Stored items
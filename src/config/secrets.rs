//! Secrets manager configuration.

use serde::{Deserialize, Serialize};

/// Configuration for the secrets manager.
#[derive(Debug, Clone, Serialize, Deserialize, Default)]
#[cfg_attr(feature = "json-schema", derive(schemars::JsonSchema))]
#[serde(tag = "type", rename_all = "snake_case")]
pub enum SecretsConfig {
    /// No secrets manager (secrets are not resolved from external sources)
    #[default]
    None,

    /// Environment variable-based secrets
    /// Keys are looked up directly as environment variable names.
    Env,

    /// AWS Secrets Manager. Requires the `secrets-aws` feature.
    #[cfg(feature = "secrets-aws")]
    Aws(AwsSecretsConfig),
}

impl SecretsConfig {
    pub fn is_none(&self) -> bool {
        matches!(self, SecretsConfig::None)
    }
}

#[cfg(feature = "secrets-aws")]
/// Configuration for AWS Secrets Manager.
#[derive(Debug, Clone, Serialize, Deserialize)]
#[cfg_attr(feature = "json-schema", derive(schemars::JsonSchema))]
#[serde(deny_unknown_fields)]
pub struct AwsSecretsConfig {
    /// AWS region (e.g., "eu-central-1"). If not set, uses the target region.
    #[serde(default)]
    pub region: Option<String>,

    /// Prefix for all secret names (default: "rds-snapshot-copier/")
    #[serde(default = "default_aws_prefix")]
    pub prefix: String,

    /// Custom endpoint URL (for localstack or other AWS-compatible services)
    #[serde(default)]
    pub endpoint_url: Option<String>,
}

#[cfg(feature = "secrets-aws")]
fn default_aws_prefix() -> String {
    "rds-snapshot-copier/".to_string()
}
//! Invocation payload handed to a run by its trigger.
//!
//! Schedulers deliver a JSON object; only `region` and `account` are read and
//! every other key is ignored. Both fields are optional and only used when the
//! configuration and command line leave them unset.

use std::{io::Read, path::Path};

use serde::Deserialize;

#[derive(Debug, Clone, Default, PartialEq, Eq, Deserialize)]
pub struct InvocationEvent {
    /// Region the trigger fired in; used as the target region.
    #[serde(default)]
    pub region: Option<String>,

    /// Account the trigger belongs to; used as the snapshot owner account.
    #[serde(default)]
    pub account: Option<String>,
}

#[derive(Debug, thiserror::Error)]
pub enum EventError {
    #[error("Failed to read event payload from {source_name}: {error}")]
    Io {
        source_name: String,
        error: std::io::Error,
    },

    #[error("Invalid event payload: {0}")]
    Json(#[from] serde_json::Error),
}

impl InvocationEvent {
    pub fn from_json(payload: &str) -> Result<Self, EventError> {
        if payload.trim().is_empty() {
            return Ok(Self::default());
        }
        Ok(serde_json::from_str(payload)?)
    }

    /// Read a payload from a file, or from stdin when `path` is `-`.
    pub fn load(path: &Path) -> Result<Self, EventError> {
        let mut payload = String::new();
        if path == Path::new("-") {
            std::io::stdin()
                .read_to_string(&mut payload)
                .map_err(|error| EventError::Io {
                    source_name: "stdin".to_string(),
                    error,
                })?;
        } else {
            payload = std::fs::read_to_string(path).map_err(|error| EventError::Io {
                source_name: path.display().to_string(),
                error,
            })?;
        }
        Self::from_json(&payload)
    }
}

#[cfg(test)]
mod tests {
    use super::*;

    #[test]
    fn test_scheduled_event_extra_keys_ignored() {
        let event = InvocationEvent::from_json(
            r#"{
                "version": "0",
                "id": "89d1a02d-5ec7-412e-82f5-13505f849b41",
                "detail-type": "Scheduled Event",
                "source": "aws.events",
                "account": "123456789012",
                "time": "2026-01-10T02:00:00Z",
                "region": "eu-central-1",
                "resources": ["arn:aws:events:eu-central-1:123456789012:rule/nightly"],
                "detail": {}
            }"#,
        )
        .unwrap();

        assert_eq!(event.region.as_deref(), Some("eu-central-1"));
        assert_eq!(event.account.as_deref(), Some("123456789012"));
    }

    #[test]
    fn test_empty_payload() {
        assert_eq!(InvocationEvent::from_json("").unwrap(), InvocationEvent::default());
        assert_eq!(InvocationEvent::from_json("{}").unwrap(), InvocationEvent::default());
    }

    #[test]
    fn test_invalid_payload() {
        assert!(matches!(
            InvocationEvent::from_json("[1, 2]"),
            Err(EventError::Json(_))
        ));
    }

    #[test]
    fn test_load_from_file() {
        let dir = tempfile::tempdir().unwrap();
        let path = dir.path().join("event.json");
        std::fs::write(&path, r#"{"region": "us-east-1"}"#).unwrap();

        let event = InvocationEvent::load(&path).unwrap();
        assert_eq!(event.region.as_deref(), Some("us-east-1"));
        assert_eq!(event.account, None);

        assert!(matches!(
            InvocationEvent::load(&dir.path().join("missing.json")),
            Err(EventError::Io { .. })
        ));
    }
}
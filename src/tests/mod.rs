//! Consolidated test modules.
//!
//! End-to-end runs of the replication workflow against in-memory snapshot
//! services, from configuration and trigger payload to the recorded calls.

mod replication_e2e;
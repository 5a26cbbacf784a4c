//! Observability module providing structured logging.
//!
//! Logs are written to stdout in a configurable format (pretty, compact,
//! JSON). JSON is the format to pick when the output is collected by a log
//! aggregator such as CloudWatch Logs.

mod tracing_init;

pub use tracing_init::*;
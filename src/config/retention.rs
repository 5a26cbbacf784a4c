//! Retention configuration for copies in the target region.
//!
//! # Example
//!
//! ```toml
//! [retention]
//! keep = 10
//! on_delete_failure = "halt"
//! only_managed_copies = false
//! ```

use serde::{Deserialize, Serialize};

/// How many manual snapshots to keep per resource in the target region.
#[derive(Debug, Clone, Serialize, Deserialize)]
#[cfg_attr(feature = "json-schema", derive(schemars::JsonSchema))]
#[serde(deny_unknown_fields)]
pub struct RetentionConfig {
    /// Number of newest manual snapshots to keep per resource.
    /// 0 deletes every manual snapshot of the resource.
    /// Default: 10
    #[serde(default = "default_keep")]
    pub keep: u32,

    /// What to do when one deletion fails.
    #[serde(default)]
    pub on_delete_failure: DeleteFailurePolicy,

    /// Only count and delete snapshots named `copy-of-...`, leaving manual
    /// snapshots created by other means untouched.
    /// Default: false
    #[serde(default)]
    pub only_managed_copies: bool,
}

impl Default for RetentionConfig {
    fn default() -> Self {
        Self {
            keep: default_keep(),
            on_delete_failure: DeleteFailurePolicy::default(),
            only_managed_copies: false,
        }
    }
}

fn default_keep() -> u32 {
    10
}

/// Behaviour of a prune pass after a failed deletion.
#[derive(Debug, Clone, Copy, Default, PartialEq, Eq, Serialize, Deserialize)]
#[cfg_attr(feature = "json-schema", derive(schemars::JsonSchema))]
#[serde(rename_all = "snake_case")]
pub enum DeleteFailurePolicy {
    /// Stop at the first failure; later candidates are not attempted.
    #[default]
    Halt,
    /// Attempt every candidate and report all failures together.
    Continue,
}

■ **ACTIVITY**: From the first line to the last, transcribe the data exactly.

■ **WRITTEN ANSWER**:
filename src/config/secrets.rs
//! Secrets manager configuration.

use serde::{Deserialize, Serialize};

/// Configuration for the secrets manager.
#[derive(Debug, Clone, Serialize, Deserialize, Default)]
#[cfg_attr(feature = "json-schema", derive(schemars::JsonSchema))]
#[serde(tag = "type", rename_all = "snake_case")]
pub enum SecretsConfig {
    /// No secrets manager (secrets are not resolved from external sources)
    #[default]
    None,

    /// Environment variable-based secrets
    /// Keys are looked up directly as environment variable names.
    Env,

    /// AWS Secrets Manager. Requires the `secrets-aws` feature.
    #[cfg(feature = "secrets-aws")]
    Aws(AwsSecretsConfig),
}

impl SecretsConfig {
    pub fn is_none(&self) -> bool {
        matches!(self, SecretsConfig::None)
    }
}

#[cfg(feature = "secrets-aws")]
/// Configuration for AWS Secrets Manager.
#[derive(Debug, Clone, Serialize, Deserialize)]
#[cfg_attr(feature = "json-schema", derive(schemars::JsonSchema))]
#[serde(deny_unknown_fields)]
pub struct AwsSecretsConfig {
    /// AWS region (e.g., "eu-central-1"). If not set, uses the target region.
    #[serde(default)]
    pub region: Option<String>,

    /// Prefix for all secret names (default: "rds-snapshot-copier/")
    #[serde(default = "default_aws_prefix")]
    pub prefix: String,

    /// Custom endpoint URL (for localstack or other AWS-compatible services)
    #[serde(default)]
    pub endpoint_url: Option<String>,
}

#[cfg(feature = "secrets-aws")]
fn default_aws_prefix() -> String {
    "rds-snapshot-copier/".to_string()
}
//! Invocation payload handed to a run by its trigger.
//!
//! Schedulers deliver a JSON object; only `region` and `account` are read and
//! every other key is ignored. Both fields are optional and only used when the
//! configuration and command line leave them unset.

use std::{io::Read, path::Path};

use serde::Deserialize;

#[derive(Debug, Clone, Default, PartialEq, Eq, Deserialize)]
pub struct InvocationEvent {
    /// Region the trigger fired in; used as the target region.
    #[serde(default)]
    pub region: Option<String>,

    /// Account the trigger belongs to; used as the snapshot owner account.
    #[serde(default)]
    pub account: Option<String>,
}

#[derive(Debug, thiserror::Error)]
pub enum EventError {
    #[error("Failed to read event payload from {source_name}: {error}")]
    Io {
        source_name: String,
        error: std::io::Error,
    },

    #[error("Invalid event payload: {0}")]
    Json(#[from] serde_json::Error),
}

impl InvocationEvent {
    pub fn from_json(payload: &str) -> Result<Self, EventError> {
        if payload.trim().is_empty() {
            return Ok(Self::default());
        }
        Ok(serde_json::from_str(payload)?)
    }

    /// Read a payload from a file, or from stdin when `path` is `-`.
    pub fn load(path: &Path) -> Result<Self, EventError> {
        let mut payload = String::new();
        if path == Path::new("-") {
            std::io::stdin()
                .read_to_string(&mut payload)
                .map_err(|error| EventError::Io {
                    source_name: "stdin".to_string(),
                    error,
                })?;
        } else {
            payload = std::fs::read_to_string(path).map_err(|error| EventError::Io {
                source_name: path.display().to_string(),
                error,
            })?;
        }
        Self::from_json(&payload)
    }
}

#[cfg(test)]
mod tests {
    use super::*;

    #[test]
    fn test_scheduled_event_extra_keys_ignored() {
        let event = InvocationEvent::from_json(
            r#"{
                "version": "0",
                "id": "89d1a02d-5ec7-412e-82f5-13505f849b41",
                "detail-type": "Scheduled Event",
                "source": "aws.events",
                "account": "123456789012",
                "time": "2026-01-10T02:00:00Z",
                "region": "eu-central-1",
                "resources": ["arn:aws:events:eu-central-1:123456789012:rule/nightly"],
                "detail": {}
            }"#,
        )
        .unwrap();

        assert_eq!(event.region.as_deref(), Some("eu-central-1"));
        assert_eq!(event.account.as_deref(), Some("123456789012"));
    }

    #[test]
    fn test_empty_payload() {
        assert_eq!(InvocationEvent::from_json("").unwrap(), InvocationEvent::default());
        assert_eq!(InvocationEvent::from_json("{}").unwrap(), InvocationEvent::default());
    }

    #[test]
    fn test_invalid_payload() {
        assert!(matches!(
            InvocationEvent::from_json("[1, 2]"),
            Err(EventError::Json(_))
        ));
    }

    #[test]
    fn test_load_from_file() {
        let dir = tempfile::tempdir().unwrap();
        let path = dir.path().join("event.json");
        std::fs::write(&path, r#"{"region": "us-east-1"}"#).unwrap();

        let event = InvocationEvent::load(&path).unwrap();
        assert_eq!(event.region.as_deref(), Some("us-east-1"));
        assert_eq!(event.account, None);

        assert!(matches!(
            InvocationEvent::load(&dir.path().join("missing.json")),
            Err(EventError::Io { .. })
        ));
    }
}
filename src/tests/mod.rs
//! Consolidated test modules.
//!
//! End-to-end runs of the replication workflow against in-memory snapshot
//! services, from configuration and trigger payload to the recorded calls.

mod replication_e2e;
repository 5a26cbbacf784a4c
//! Observability module providing structured logging.
//!
//! Logs are written to stdout in a configurable format (pretty, compact,
//! JSON). JSON is the format to pick when the output is collected by a log
//! aggregator such as CloudWatch Logs.

mod tracing_init;

pub use tracing_init::*;
filename src/config/retention.rs
repository 5a26cbbacf784a4c
//! Retention configuration for copies in the target region.
//!
//! # Example
//!
//! ```toml
//! [retention]
//! keep = 10
//! on_delete_failure = "halt"
//! only_managed_copies = false
//! ```

use serde::{Deserialize, Serialize};

/// How many manual snapshots to keep per resource in the target region.
#[derive(Debug, Clone, Serialize, Deserialize)]
#[cfg_attr(feature = "json-schema", derive(schemars::JsonSchema))]
#[serde(deny_unknown_fields)]
pub struct RetentionConfig {
    /// Number of newest manual snapshots to keep per resource.
    /// 0 deletes every manual snapshot of the resource.
    /// Default: 10
    #[serde(default = "default_keep")]
    pub keep: u32,

    /// What to do when one deletion fails.
    #[serde(default)]
    pub on_delete_failure: DeleteFailurePolicy,

    /// Only count and delete snapshots named `copy-of-...`, leaving manual
    /// snapshots created by other means untouched.
    /// Default: false
    #[serde(default)]
    pub only_managed_copies: bool,
}

impl Default for RetentionConfig {
    fn default() -> Self {
        Self {
            keep: default_keep(),
            on_delete_failure: DeleteFailurePolicy::default(),
            only_managed_copies: false,
        }
    }
}

fn default_keep() -> u32 {
    10
}

/// Behaviour of a prune pass after a failed deletion.
#[derive(Debug, Clone, Copy, Default, PartialEq, Eq, Serialize, Deserialize)]
#[cfg_attr(feature = "json-schema", derive(schemars::JsonSchema))]
#[serde(rename_all = "snake_case")]
pub enum DeleteFailurePolicy {
    /// Stop at the first failure; later candidates are not attempted.
    #[default]
    Halt,
    /// Attempt every candidate and report all failures together.
    Continue,
}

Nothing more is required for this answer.